Pretend I have all the remaining gold that the world has produced and ever will produce in a locked room that is impenetrable and the key to the room is an encrypted cypher. Let's also imagine that it would take 168 years to penetrate the vault full of gold (which is exactly the same time it would take a single node to mine 2016 blocks.)

One outcome is that humanity doesn't bother with the project of waiting and forgets a time when gold had any value at all. Could this happen to Bitcoin? I absolutely concede that is a possibility. There might be a time in the future when Bitcoin goes to zero because it's so impractical to carry the cost of the network due to a breakdown in the grid or something else.

Another outcome is that people who are motivated by wealth will simply do everything they can (even risk their lives) to get the gold.
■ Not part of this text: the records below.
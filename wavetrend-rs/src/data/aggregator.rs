//! Tick → bar aggregation

use crate::data::{Bar, SeriesStore, Tick, Timeframe};
use crate::error::CoreError;
use std::sync::Arc;
use tracing::{debug, warn};

/// What a tick did to a series
#[derive(Debug, Clone, PartialEq)]
pub enum AggregationOutcome {
    /// A new bar opened; `sealed` is the bar it closed, if any
    Opened { bar: Bar, sealed: Option<Bar> },
    /// The current bar absorbed the tick
    Updated { bar: Bar },
    /// The tick belongs to an interval that is already sealed
    Dropped { bucket_start: i64, current: i64 },
}

impl AggregationOutcome {
    /// Whether the series tail changed
    pub fn changed_tail(&self) -> bool {
        !matches!(self, AggregationOutcome::Dropped { .. })
    }
}

/// Folds ticks into the current bar of each (instrument, timeframe) series.
///
/// Bar sealing is monotonic: once a later bucket opens, ticks for earlier
/// buckets are dropped and never reopen a sealed bar.
#[derive(Debug, Clone)]
pub struct CandleAggregator {
    store: Arc<SeriesStore>,
}

impl CandleAggregator {
    pub fn new(store: Arc<SeriesStore>) -> Self {
        Self { store }
    }

    pub fn store(&self) -> &Arc<SeriesStore> {
        &self.store
    }

    /// Apply one tick to one timeframe of its instrument.
    ///
    /// The boundary decision and the mutation run under a single write guard
    /// of the series.
    pub fn apply(&self, tick: &Tick, timeframe: Timeframe) -> Result<AggregationOutcome, CoreError> {
        tick.validate()?;
        let bucket_start = timeframe.bucket_start(tick.timestamp);

        let outcome = self
            .store
            .with_series_mut(&tick.instrument, timeframe, |series| -> Result<_, CoreError> {
                match series.current_bar().copied() {
                    Some(current) if bucket_start < current.timestamp => {
                        Ok(AggregationOutcome::Dropped {
                            bucket_start,
                            current: current.timestamp,
                        })
                    }
                    Some(current) if bucket_start == current.timestamp => {
                        let mut bar = current;
                        bar.apply_price(tick.price);
                        series.append_or_mutate(bar)?;
                        Ok(AggregationOutcome::Updated { bar })
                    }
                    sealed => {
                        let bar = Bar::from_price(bucket_start, tick.price);
                        series.append_or_mutate(bar)?;
                        Ok(AggregationOutcome::Opened { bar, sealed })
                    }
                }
            })??;

        match &outcome {
            AggregationOutcome::Opened { bar, sealed } => debug!(
                "Opened {} {} bar at {} (sealed {:?})",
                tick.instrument,
                timeframe,
                bar.timestamp,
                sealed.map(|b| b.timestamp)
            ),
            AggregationOutcome::Updated { bar } => debug!(
                "Updated {} {} bar at {}: close {}",
                tick.instrument, timeframe, bar.timestamp, bar.close
            ),
            AggregationOutcome::Dropped { bucket_start, current } => warn!(
                "Dropped late tick for {} {}: bucket {} is behind current bar {}",
                tick.instrument, timeframe, bucket_start, current
            ),
        }

        Ok(outcome)
    }

    /// Apply one tick to every timeframe; each timeframe is decided independently
    pub fn apply_all(
        &self,
        tick: &Tick,
        timeframes: &[Timeframe],
    ) -> Vec<(Timeframe, Result<AggregationOutcome, CoreError>)> {
        timeframes
            .iter()
            .map(|&timeframe| (timeframe, self.apply(tick, timeframe)))
            .collect()
    }
}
By the way, there are several dead bodies throughout the tombs within the Egyptian pyramids of dead thieves who risked it all to get at the treasure. It's one of men's predictable traits.
deck wrote:What shefcurry was getting at, is that at a certain price point of BTC, the cost to compute the next hash (primarily in terms of electrical consumption) can exceed the value awarded to the miner. If this happens, the currency will likely fail, or transaction costs on the network will go up substantially. We were getting precariously close to this in late 2022. Core Scientific (a relatively large BTC miner) filed for bankruptcy when prices were floating around $17k. It's likely that lots of miners are operating at a loss right now at around $20k, with them betting on the price of the BTC they are able to retain going back up. So no, this isn't a risk that is only realized in some end of world scenario where mankind is challenged with computational power, this is a potential risk right now.
There have been bear markets in the past that nearly crushed most if not all hard assets. If you remember for example back in 1999 the US dollar was outperforming gold which lasted several years (gold was flat at barely 300 dollars an ounce) and it wasn't until 2004 that gold was back on par with the US monetary base. When something like that happens, you're running mining equipment and manpower at a net loss to the point where entire mines collapse. This is obviously part of the asset cycle but what you don't do is destroy the mining equipment, rather; you either re-purpose it for something or store it until it's time to mine again.

The point is that during these cycles you will inevitably have a downsizing of the overall infrastructure but that doesn't mean its going away forever, that would be stupid.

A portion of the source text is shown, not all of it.